The emergency department (ED) represents an ideal clinical laboratory to study the epidemiology of risky health behaviors and design interventions to modify them. ED patients drink, smoke, use illicit drugs, have unsafe sex, and sustain injuries more than the general population. Use of licit and illicit substances constitutes the largest single modifiable set of health risks among ED patients. Alcohol accounts for 7.9 percent of all ED visits and tobacco accounts for 4.9 percent of all adult ED visits. In 2006, there were 1.74 million visits related to illicit and prescription drugs. The author discusses future challenges in ED research in health behaviors. He briefly reviews some problems with secondary prevention programs. Finally, he discusses models of health behavior, challenges in dissemination and implementation of ED-based interventions, and multimodal interventions.
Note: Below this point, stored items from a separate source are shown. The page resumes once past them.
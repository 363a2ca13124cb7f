//! Service layer for business logic operations.
//!
//! Services encapsulate business logic and coordinate between repositories,
//! the delivery tracker, and the dispatcher.

mod schedule_service;

pub use schedule_service::{CreateScheduleRequest, ScheduleService, UpdateScheduleRequest};

use std::sync::Arc;

use crate::delivery::DeliveryTracker;
use crate::repositories::Repositories;
use crate::scheduling::Dispatcher;

/// Aggregates all services for convenient access.
#[derive(Clone)]
pub struct Services {
    pub schedules: ScheduleService,
}

impl Services {
    /// Creates a new Services instance.
    pub fn new(
        repos: Repositories,
        tracker: Arc<DeliveryTracker>,
        dispatcher: Arc<Dispatcher>,
    ) -> Self {
        Self {
            schedules: ScheduleService::new(repos.schedules, tracker, dispatcher),
        }
    }
}
//! Reportflow Library
//!
//! Scheduled report generation and reliable delivery: a periodic dispatcher
//! discovers due report schedules, a distribution condition decides whether
//! each one should be sent this cycle, and a delivery tracker drives every
//! send attempt through retry with bounded backoff to a terminal state.

use shadow_rs::shadow;
shadow!(build);

pub mod cli;
pub mod config;
pub mod daemon;
pub mod db;
pub mod delivery;
pub mod error;
pub mod logger;
pub mod models;
pub mod repositories;
pub mod scheduling;
pub mod schema;
pub mod services;
pub mod state;

pub use state::AppState;

pub fn pkg_version() -> &'static str {
    build::PKG_VERSION
}

pub fn clap_long_version() -> &'static str {
    build::CLAP_LONG_VERSION
}
//! Configuration management module for reportflow
//!
//! This module provides layered configuration loading with support for:
//! - TOML configuration files
//! - Environment variable overrides
//! - Multiple environment configurations (development, test, staging, production)
//!
//! # Configuration Priority (lowest to highest)
//! 1. `default.toml` - Base default configuration
//! 2. `{environment}.toml` - Environment-specific configuration
//! 3. `local.toml` - Local development overrides (not committed to version control)
//! 4. `REPORTFLOW_*` environment variables

pub mod environment;
pub mod error;
pub mod loader;
pub mod settings;

pub use environment::Environment;
pub use loader::ConfigLoader;
pub use settings::{
    DatabaseConfig, DeliveryConfig, SchedulerConfig, Settings, SmtpConfig,
};
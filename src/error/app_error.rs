use thiserror::Error;

/// Application-wide error type that represents all possible errors in the system.
///
/// Configuration errors (invalid frequency, format, recipient shape) surface
/// as `Validation`/`BadRequest` at schedule create/update time and never
/// reach the dispatcher; everything the dispatcher and tracker touch at
/// runtime flows through `Database`/`ConnectionPool`/`Internal`.
#[derive(Error, Debug)]
pub enum AppError {
    /// Resource not found error with entity, field, and value information
    #[error("Resource not found: {entity} with {field}={value}")]
    NotFound {
        entity: String,
        field: String,
        value: String,
    },

    /// Validation error with field-specific details
    #[error("Validation failed for {field}: {reason}")]
    Validation { field: String, reason: String },

    /// Bad request error with descriptive message
    #[error("Bad request: {message}")]
    BadRequest { message: String },

    /// Database operation error with operation context
    #[error("Database operation failed: {operation}")]
    Database {
        operation: String,
        #[source]
        source: anyhow::Error,
    },

    /// Configuration error with key information
    #[error("Configuration error: {key}")]
    Configuration {
        key: String,
        #[source]
        source: anyhow::Error,
    },

    /// Connection pool error
    #[error("Connection pool error")]
    ConnectionPool {
        #[source]
        source: anyhow::Error,
    },

    /// Internal error for unexpected failures
    #[error("Internal error")]
    Internal {
        #[source]
        source: anyhow::Error,
    },
}

impl From<anyhow::Error> for AppError {
    fn from(error: anyhow::Error) -> Self {
        AppError::Internal { source: error }
    }
}

impl From<diesel::result::Error> for AppError {
    fn from(error: diesel::result::Error) -> Self {
        AppError::Database {
            operation: "database operation".to_string(),
            source: anyhow::Error::from(error),
        }
    }
}

/// Type alias for Result with AppError to simplify function signatures
pub type AppResult<T> = Result<T, AppError>;
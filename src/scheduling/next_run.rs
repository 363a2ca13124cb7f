//! Next-run calculation for report schedules.
//!
//! Pure calendar arithmetic: callers inject "now" so results are
//! deterministic and unit-testable without clock mocking.

use std::str::FromStr;

use chrono::{DateTime, Datelike, Duration, NaiveDate, TimeZone, Utc};
use chrono_tz::Tz;
use cron::Schedule;

use crate::models::Frequency;

/// Computes the next timestamp strictly after `now` at which a schedule
/// becomes due.
///
/// A malformed timezone or cron expression never fails the calculation: the
/// timezone falls back to UTC and a `CUSTOM` cadence degrades to `DAILY`,
/// each with a logged warning.
pub fn next_run(
    frequency: Frequency,
    cron_expression: Option<&str>,
    timezone: &str,
    now: DateTime<Utc>,
) -> DateTime<Utc> {
    let tz = parse_timezone(timezone);

    match frequency {
        Frequency::Daily => now + Duration::days(1),
        Frequency::Weekly => now + Duration::days(7),
        Frequency::Monthly => add_one_month(now, tz),
        Frequency::Custom => next_cron_occurrence(cron_expression, tz, now),
    }
}

fn parse_timezone(timezone: &str) -> Tz {
    match timezone.parse::<Tz>() {
        Ok(tz) => tz,
        Err(_) => {
            tracing::warn!(timezone, "Unknown timezone, falling back to UTC");
            Tz::UTC
        }
    }
}

/// Advances one calendar month in the schedule's timezone, clamping the
/// day-of-month to the length of the target month (Jan 31 -> Feb 28/29).
fn add_one_month(now: DateTime<Utc>, tz: Tz) -> DateTime<Utc> {
    let local = now.with_timezone(&tz);

    let (year, month) = if local.month() == 12 {
        (local.year() + 1, 1)
    } else {
        (local.year(), local.month() + 1)
    };

    let day = local.day().min(days_in_month(year, month));
    let target = NaiveDate::from_ymd_opt(year, month, day)
        .map(|d| d.and_time(local.time()))
        .unwrap_or_else(|| (local + Duration::days(31)).naive_local());

    match tz.from_local_datetime(&target).earliest() {
        Some(dt) => dt.with_timezone(&Utc),
        // Nonexistent local time (DST gap): skip forward an hour
        None => tz
            .from_local_datetime(&(target + Duration::hours(1)))
            .earliest()
            .map(|dt| dt.with_timezone(&Utc))
            .unwrap_or(now + Duration::days(31)),
    }
}

fn days_in_month(year: i32, month: u32) -> u32 {
    let first = NaiveDate::from_ymd_opt(year, month, 1);
    let next_first = if month == 12 {
        NaiveDate::from_ymd_opt(year + 1, 1, 1)
    } else {
        NaiveDate::from_ymd_opt(year, month + 1, 1)
    };

    match (first, next_first) {
        (Some(a), Some(b)) => (b - a).num_days() as u32,
        _ => 30,
    }
}

/// Next occurrence of a cron expression in the schedule's timezone.
///
/// Degrades to the daily cadence when the expression is absent, unparseable,
/// or yields no future occurrence.
fn next_cron_occurrence(
    cron_expression: Option<&str>,
    tz: Tz,
    now: DateTime<Utc>,
) -> DateTime<Utc> {
    let Some(expression) = cron_expression.filter(|e| !e.trim().is_empty()) else {
        tracing::warn!("Custom schedule has no cron expression, falling back to daily cadence");
        return now + Duration::days(1);
    };

    match Schedule::from_str(expression) {
        Ok(schedule) => match schedule.after(&now.with_timezone(&tz)).next() {
            Some(next) => next.with_timezone(&Utc),
            None => {
                tracing::warn!(
                    expression,
                    "Cron expression has no future occurrence, falling back to daily cadence"
                );
                now + Duration::days(1)
            }
        },
        Err(e) => {
            tracing::warn!(
                expression,
                error = %e,
                "Unparseable cron expression, falling back to daily cadence"
            );
            now + Duration::days(1)
        }
    }
}

#[cfg(test)]
mod tests {
    use super::*;
    use proptest::prelude::*;

    fn utc(y: i32, mo: u32, d: u32, h: u32, mi: u32, s: u32) -> DateTime<Utc> {
        Utc.with_ymd_and_hms(y, mo, d, h, mi, s).unwrap()
    }

    #[test]
    fn test_daily_adds_one_day() {
        let now = utc(2025, 3, 10, 8, 30, 0);
        assert_eq!(
            next_run(Frequency::Daily, None, "UTC", now),
            utc(2025, 3, 11, 8, 30, 0)
        );
    }

    #[test]
    fn test_weekly_adds_seven_days() {
        let now = utc(2025, 3, 10, 8, 30, 0);
        assert_eq!(
            next_run(Frequency::Weekly, None, "UTC", now),
            utc(2025, 3, 17, 8, 30, 0)
        );
    }

    #[test]
    fn test_monthly_keeps_day_of_month() {
        let now = utc(2025, 3, 15, 9, 0, 0);
        assert_eq!(
            next_run(Frequency::Monthly, None, "UTC", now),
            utc(2025, 4, 15, 9, 0, 0)
        );
    }

    #[test]
    fn test_monthly_clamps_to_shorter_month() {
        let now = utc(2025, 1, 31, 9, 0, 0);
        assert_eq!(
            next_run(Frequency::Monthly, None, "UTC", now),
            utc(2025, 2, 28, 9, 0, 0)
        );
    }

    #[test]
    fn test_monthly_clamps_to_leap_february() {
        let now = utc(2024, 1, 31, 9, 0, 0);
        assert_eq!(
            next_run(Frequency::Monthly, None, "UTC", now),
            utc(2024, 2, 29, 9, 0, 0)
        );
    }

    #[test]
    fn test_monthly_december_wraps_to_january() {
        let now = utc(2025, 12, 31, 9, 0, 0);
        assert_eq!(
            next_run(Frequency::Monthly, None, "UTC", now),
            utc(2026, 1, 31, 9, 0, 0)
        );
    }

    #[test]
    fn test_custom_cron_next_occurrence() {
        // Every day at 09:00:00
        let now = utc(2025, 3, 10, 10, 0, 0);
        let next = next_run(Frequency::Custom, Some("0 0 9 * * *"), "UTC", now);
        assert_eq!(next, utc(2025, 3, 11, 9, 0, 0));
    }

    #[test]
    fn test_custom_cron_respects_timezone() {
        // 09:00 in New York is 13:00 UTC during daylight saving time
        let now = utc(2025, 6, 10, 0, 0, 0);
        let next = next_run(
            Frequency::Custom,
            Some("0 0 9 * * *"),
            "America/New_York",
            now,
        );
        assert_eq!(next, utc(2025, 6, 10, 13, 0, 0));
    }

    #[test]
    fn test_custom_without_expression_degrades_to_daily() {
        let now = utc(2025, 3, 10, 8, 30, 0);
        assert_eq!(
            next_run(Frequency::Custom, None, "UTC", now),
            utc(2025, 3, 11, 8, 30, 0)
        );
    }

    #[test]
    fn test_custom_with_garbage_expression_degrades_to_daily() {
        let now = utc(2025, 3, 10, 8, 30, 0);
        assert_eq!(
            next_run(Frequency::Custom, Some("not a cron line"), "UTC", now),
            utc(2025, 3, 11, 8, 30, 0)
        );
    }

    #[test]
    fn test_unknown_timezone_falls_back_to_utc() {
        let now = utc(2025, 3, 10, 8, 30, 0);
        assert_eq!(
            next_run(Frequency::Monthly, None, "Mars/Olympus_Mons", now),
            utc(2025, 4, 10, 8, 30, 0)
        );
    }

    #[test]
    fn test_deterministic_for_identical_inputs() {
        let now = utc(2025, 5, 20, 12, 0, 0);
        let a = next_run(Frequency::Custom, Some("0 30 6 * * *"), "Asia/Tokyo", now);
        let b = next_run(Frequency::Custom, Some("0 30 6 * * *"), "Asia/Tokyo", now);
        assert_eq!(a, b);
    }

    proptest! {
        // Forward progress: the computed next run is strictly after "now"
        // for every frequency, arbitrary timestamps included.
        #[test]
        fn prop_next_run_is_strictly_future(
            secs in 0i64..4_000_000_000i64,
            freq_idx in 0usize..4,
            tz in prop_oneof![
                Just("UTC"),
                Just("America/New_York"),
                Just("Asia/Tokyo"),
                Just("Europe/Berlin"),
            ],
        ) {
            let now = DateTime::<Utc>::from_timestamp(secs, 0).unwrap();
            let frequency = [
                Frequency::Daily,
                Frequency::Weekly,
                Frequency::Monthly,
                Frequency::Custom,
            ][freq_idx];

            let next = next_run(frequency, Some("0 15 4 * * *"), tz, now);
            prop_assert!(next > now);
        }
    }
}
Billinger, M. E., Olivier, K. N., Viboud, C., and others (2009, October). "Nontuberculous mycobacteria-associated lung disease in hospitalized persons, United States, 1998-2005." Emerging Infectious Diseases 15(10), pp. 1562-1569. Reprints (AHRQ Publication No. 10-R038) are available from the AHRQ Publications Clearinghouse.
Clinical and laboratory-based studies since the 1980s have shown an increased prevalence of persons with nontuberculous mycobacteria-associated lung disease. Using data from the Agency for Healthcare Research and Quality's Healthcare Cost and Utilization Project, the researchers estimated the prevalence, demographic characteristics, and trends of pulmonary nontuberculous mycobacteria (NTM)-associated hospitalizations. The data were from 11 States with continuous reporting from 1998 to 2005. Among persons older than 70 years of age, the relative prevalence was higher for women than for men. The prevalence for persons 70-79 years of age compared with those 40-49 years of age was 15-fold higher for women and 9-fold higher for men. Annual prevalence increased significantly among men and women in Florida (3.2 percent and 6.5 percent, respectively), and among women in New York (4.6 percent).
Broderick, K. B., Ranney, M. L., Vaca, F. E., and others (2009). "Study designs and evaluation models for emergency department public health research." (AHRQ grant HS17526). Academic Emergency Medicine 16, pp. 1124-1131.
This article is a product of the 2009 Academic Emergency Medicine consensus conference titled "Public Health in the ED: Surveillance, Screening, and Intervention." The authors reported on the findings of a conference workshop intended to review study designs and evaluation models specific to ED-based public health research. They reviewed concepts related to ED-based public health research such as study designs, participant selection and retention, and measurement and analyses. The key concepts raised in discussion of these topics are framed within a broader goal of educating researchers and providing a more focused foundation for performing high-quality ED-based public health research. The authors also formulated a set of 10 study design and program evaluation recommendations for future ED-based public health research.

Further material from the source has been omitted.